No pounds (16oz) anymore Holly. Most are 11-11.5 oz, around 3.49-4.49 depending on brand and what's on sale. But we can buy large containers of coffee too. 
30.5 oz size is about 7.99 to 12.00, depending on brand.


----------



## hollydolly

I think coffee is far more expensive here than there RR...  here a  ( 200grms) =7 ounce  jar of instant Arabica is £5.00 ...so you're 30.5 oz size container is 5 times the size of our jar and the same price at the current exchange rate!!


----------



## RadishRose

hollydolly said:


> I think coffee is far more expensive here than there RR...  here a  ( 200grms) =7 ounce  jar of instant Arabica is £5.00 ...so you're 30.5 oz size container is 5 times the size of our jar and the same price at the current exchange rate!!

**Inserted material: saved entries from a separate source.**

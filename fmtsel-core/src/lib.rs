//! Format-selector evaluation engine: parses a yt-dlp-style selector
//! string (`bestvideo+bestaudio/best`, `b[height<=1080]`, ...) and applies
//! it to a list of format descriptors, merging and filtering as the
//! selector requires.

pub mod context;
pub mod error;
pub mod filter;
pub mod host;
pub mod merge;
pub mod model;
pub mod selector;

use std::cell::RefCell;
use std::collections::{BTreeMap, HashMap};
use std::rc::Rc;

use serde_json::Value;

pub use context::EvalContext;
pub use error::{Result, SelectorError, SyntaxErrorKind};
pub use host::{SelectionHost, StaticHost};
pub use merge::{decompose_formats, merge_formats};
pub use model::{format_resolution, FormatDescriptor, FormatType};
pub use selector::{Selector, SelectorKind, What};

use selector::SelectorKind as Kind;

/// Parse `spec` once and return a closure that applies it to a format list.
///
/// Mirrors the distilled driver's `build_format_selector`: parsing happens
/// a single time up front, and `host.check_format` results are memoized
/// by `format_id` across every call to the returned closure, so repeated
/// invocations against the same probing backend don't re-probe formats
/// they've already resolved.
pub fn build_format_selector<H>(
    spec: &str,
    host: Rc<H>,
) -> Result<impl Fn(&[FormatDescriptor], Rc<BTreeMap<String, Value>>) -> Vec<FormatDescriptor>>
where
    H: SelectionHost + 'static,
{
    let tree = selector::parse(spec)?.unwrap_or_else(default_selector);
    log::debug!("parsed format selector {spec:?} into {tree:?}");
    let cache: Rc<RefCell<HashMap<String, bool>>> = Rc::new(RefCell::new(HashMap::new()));

    Ok(move |formats: &[FormatDescriptor], info_dict: Rc<BTreeMap<String, Value>>| {
        let merge_output_format = host.merge_output_format();
        let allow_multiple_audio_streams = host.allow_multiple_audio_streams();
        let allow_multiple_video_streams = host.allow_multiple_video_streams();
        let check_only_selected = host.check_only_selected_formats();

        let host_for_check = Rc::clone(&host);
        let cache_for_check = Rc::clone(&cache);
        let check_format: Rc<dyn Fn(&FormatDescriptor) -> bool> = Rc::new(move |f: &FormatDescriptor| {
            if !check_only_selected {
                return true;
            }
            merge::elementary_parts(std::slice::from_ref(f)).iter().all(|part| {
                let key = part.format_id.clone().unwrap_or_default();
                if let Some(cached) = cache_for_check.borrow().get(&key) {
                    return *cached;
                }
                let result = host_for_check.check_format(part);
                cache_for_check.borrow_mut().insert(key, result);
                result
            })
        });

        let ctx = EvalContext::new(
            merge_output_format,
            allow_multiple_audio_streams,
            allow_multiple_video_streams,
            formats,
            info_dict,
            check_format,
        );
        selector::apply(&tree, formats, &ctx)
    })
}

/// The selector an empty spec (or a spec consisting only of filters) is
/// treated as: `best`.
fn default_selector() -> Selector {
    Selector::new(Kind::SelectBest(What::default(), 1, None))
}

/// Package version plus the short git hash and build date baked in by
/// `build.rs`, for the CLI's `--version` output.
pub fn engine_version() -> String {
    let package_version = env!("CARGO_PKG_VERSION");
    let git_hash = env!("GIT_HASH");
    let build_date = env!("BUILD_DATE");
    if git_hash.is_empty() {
        package_version.to_string()
    } else {
        format!("{package_version} ({git_hash} {build_date})")
    }
}

#[cfg(test)]
mod tests {
    use super::*;

    fn video(id: &str, tbr: f64) -> FormatDescriptor {
        FormatDescriptor {
            format_id: Some(id.to_string()),
            ext: Some("mp4".to_string()),
            vcodec: Some("h264".to_string()),
            acodec: Some("none".to_string()),
            tbr: Some(tbr),
            ..Default::default()
        }
    }

    fn audio(id: &str, abr: f64) -> FormatDescriptor {
        FormatDescriptor {
            format_id: Some(id.to_string()),
            ext: Some("m4a".to_string()),
            vcodec: Some("none".to_string()),
            acodec: Some("aac".to_string()),
            abr: Some(abr),
            ..Default::default()
        }
    }

    #[test]
    fn end_to_end_bestvideo_plus_bestaudio() {
        let host = Rc::new(StaticHost::default());
        let select = build_format_selector("bestvideo+bestaudio", host).unwrap();

        let formats = vec![video("v1", 1000.0), audio("a1", 128.0)];
        let result = select(&formats, Rc::new(BTreeMap::new()));

        assert_eq!(result.len(), 1);
        assert_eq!(result[0].format_id.as_deref(), Some("v1+a1"));
    }

    #[test]
    fn check_format_excludes_unreachable_candidates() {
        let host = Rc::new(StaticHost {
            reachable_format_ids: Some(vec!["v_ok".to_string(), "a1".to_string()]),
            ..Default::default()
        });
        let select = build_format_selector("bestvideo+bestaudio/best", host).unwrap();

        let formats = vec![video("v_blocked", 2000.0), video("v_ok", 500.0), audio("a1", 128.0)];
        let result = select(&formats, Rc::new(BTreeMap::new()));

        assert_eq!(result.len(), 1);
        assert_eq!(result[0].format_id.as_deref(), Some("v_ok+a1"));
    }

    #[test]
    fn empty_spec_defaults_to_best() {
        let host = Rc::new(StaticHost::default());
        let select = build_format_selector("", host).unwrap();
        let formats = vec![video("v1", 1000.0)];
        let result = select(&formats, Rc::new(BTreeMap::new()));
        assert_eq!(result.len(), 1);
    }

    #[test]
    fn invalid_spec_is_rejected_at_build_time() {
        let host = Rc::new(StaticHost::default());
        assert!(build_format_selector("best+", host).is_err());
    }
}
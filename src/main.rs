use std::rc::Rc;

use anyhow::Result;
use clap::Parser;
use fmtsel_core::{build_format_selector, StaticHost};
use log::{debug, error, LevelFilter};

mod cli;
mod config;
mod formats_io;
mod logging;

use cli::{Cli, Command, Select};
use config::Config;

fn main() {
    let cli = Cli::parse();

    if cli.verbosity.v && cli.verbosity.q {
        eprintln!("Output cannot be verbose ('-v') and quiet ('-q') at the same time");
        std::process::exit(1)
    }
    let level = if cli.verbosity.v {
        LevelFilter::Debug
    } else if cli.verbosity.q {
        LevelFilter::Error
    } else {
        LevelFilter::Info
    };
    logging::CliLogger::init(false, level).unwrap();

    debug!("cli input: {:?}", cli);

    let result = match cli.command {
        Command::Select(select) => run_select(select, cli.verbosity.v),
    };

    if let Err(e) = result {
        error!("{e:#}");
        std::process::exit(1)
    }
}

fn run_select(args: Select, verbose: bool) -> Result<()> {
    let config = Config::load()?.unwrap_or_default();

    let spec = args
        .spec
        .or_else(|| config.default_spec.clone())
        .unwrap_or_else(|| "best".to_string());
    let merge_output_format = args.merge_output_format.clone().or(config.merge_output_format.clone());
    let allow_multiple_audio = if args.no_allow_multiple_audio {
        false
    } else {
        args.allow_multiple_audio || config.allow_multiple_audio_streams
    };
    let allow_multiple_video = if args.no_allow_multiple_video {
        false
    } else {
        args.allow_multiple_video || config.allow_multiple_video_streams
    };

    let formats = formats_io::read_formats(&args.formats)?;
    let info_dict = match &args.info_dict {
        Some(path) => formats_io::read_info_dict(path)?,
        None => Default::default(),
    };

    let reachable_format_ids = args
        .check_formats
        .then(|| formats_io::reachable_format_ids(&formats));

    let host = Rc::new(StaticHost {
        merge_output_format: merge_output_format.clone(),
        allow_multiple_audio_streams: allow_multiple_audio,
        allow_multiple_video_streams: allow_multiple_video,
        reachable_format_ids,
    });

    let select = build_format_selector(&spec, host)?;
    let result = select(&formats, Rc::new(info_dict));
    formats_io::print_result(&result, verbose);

    Config {
        default_spec: Some(spec),
        merge_output_format,
        allow_multiple_audio_streams: allow_multiple_audio,
        allow_multiple_video_streams: allow_multiple_video,
    }
    .write()?;

    Ok(())
}
use std::collections::BTreeMap;
use std::fs;
use std::path::Path;

use anyhow::{Context, Result};
use fmtsel_core::FormatDescriptor;
use serde_json::Value;

pub fn read_formats(path: &Path) -> Result<Vec<FormatDescriptor>> {
    let content = fs::read_to_string(path)
        .with_context(|| format!("reading format list from {}", path.display()))?;
    serde_json::from_str(&content).with_context(|| format!("parsing {} as a format list", path.display()))
}

pub fn read_info_dict(path: &Path) -> Result<BTreeMap<String, Value>> {
    let content = fs::read_to_string(path)
        .with_context(|| format!("reading info dict from {}", path.display()))?;
    serde_json::from_str(&content).with_context(|| format!("parsing {} as an info dict", path.display()))
}

/// Which format ids `check_format` should treat as reachable when
/// `--check-formats` is set: every format whose entry doesn't explicitly
/// carry `"reachable": false`. There is no real prober behind this demo
/// CLI, so the JSON input doubles as the fixture for that opt-in path.
pub fn reachable_format_ids(formats: &[FormatDescriptor]) -> Vec<String> {
    formats
        .iter()
        .filter(|f| {
            f.extra
                .get("reachable")
                .and_then(Value::as_bool)
                .unwrap_or(true)
        })
        .filter_map(|f| f.format_id.clone())
        .collect()
}

pub fn print_result(result: &[FormatDescriptor], verbose: bool) {
    if result.is_empty() {
        println!(":: no format matched the selector");
        return;
    }
    if verbose {
        match serde_json::to_string_pretty(result) {
            Ok(json) => println!("{json}"),
            Err(e) => eprintln!(":: failed to render result as json: {e}"),
        }
        return;
    }
    for format in result {
        println!(
            "{:<12} {:<6} {}",
            format.format_id.as_deref().unwrap_or("-"),
            format.ext.as_deref().unwrap_or("-"),
            fmtsel_core::format_resolution(format, "unknown"),
        );
    }
}
use std::path::PathBuf;

use clap::{Args, Parser, Subcommand};

#[derive(Debug, Parser)]
#[clap(author, version = fmtsel_core::engine_version(), about)]
#[clap(name = "fmtsel")]
pub struct Cli {
    #[clap(flatten)]
    pub verbosity: Verbosity,

    #[clap(subcommand)]
    pub command: Command,
}

#[derive(Debug, Subcommand)]
pub enum Command {
    Select(Select),
}

#[derive(Debug, Args)]
pub struct Verbosity {
    #[arg(help = "Verbose output, print the result as json and log at debug level")]
    #[arg(short, long)]
    pub v: bool,

    #[arg(help = "Quiet output, only log errors")]
    #[arg(short, long)]
    pub q: bool,
}

#[derive(Debug, Args)]
#[clap(about = "Evaluate a format selector against a list of formats")]
pub struct Select {
    #[arg(help = "Format selector, e.g. 'bestvideo+bestaudio/best'")]
    #[arg(short, long)]
    pub spec: Option<String>,

    #[arg(help = "Path to a json array of format descriptors")]
    #[arg(short, long)]
    pub formats: PathBuf,

    #[arg(help = "Path to a json object used as the filter language's info dict")]
    #[arg(long)]
    pub info_dict: Option<PathBuf>,

    #[arg(help = "Force the output container extension for merged formats")]
    #[arg(long)]
    pub merge_output_format: Option<String>,

    #[arg(help = "Allow a merge to keep more than one audio stream")]
    #[arg(long, overrides_with = "no_allow_multiple_audio")]
    pub allow_multiple_audio: bool,

    #[arg(help = "Undo a persisted '--allow-multiple-audio' default for this run")]
    #[arg(long, overrides_with = "allow_multiple_audio")]
    pub no_allow_multiple_audio: bool,

    #[arg(help = "Allow a merge to keep more than one video stream")]
    #[arg(long, overrides_with = "no_allow_multiple_video")]
    pub allow_multiple_video: bool,

    #[arg(help = "Undo a persisted '--allow-multiple-video' default for this run")]
    #[arg(long, overrides_with = "allow_multiple_video")]
    pub no_allow_multiple_video: bool,

    #[arg(help = "Only accept formats not marked 'reachable: false' in the format list")]
    #[arg(long)]
    pub check_formats: bool,
}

Holly, I was quoting you averages prices for *ground* coffee beans, not instant.

When I buy instant I get Nescafe Clasico dark, and it is 7oz for 5.88 at Aldi or 6.99 to close to 8.00  at mainstream supermarkets.


----------



## hollydolly

oooh I get you, I didn't realise the coffee beans were cheaper....


----------



## Pinky

hollydolly said:


> I *still* have a sewing 'basket' just like this .. sans legs.


----------



## hollydolly

Ooooh I remember those very well Pinky... a couple of my aunties had them.....do you still use yours?


----------



## Pinky

hollydolly said:


> Ooooh I remember those very well Pinky... a couple of my aunties had them.....do you still use yours?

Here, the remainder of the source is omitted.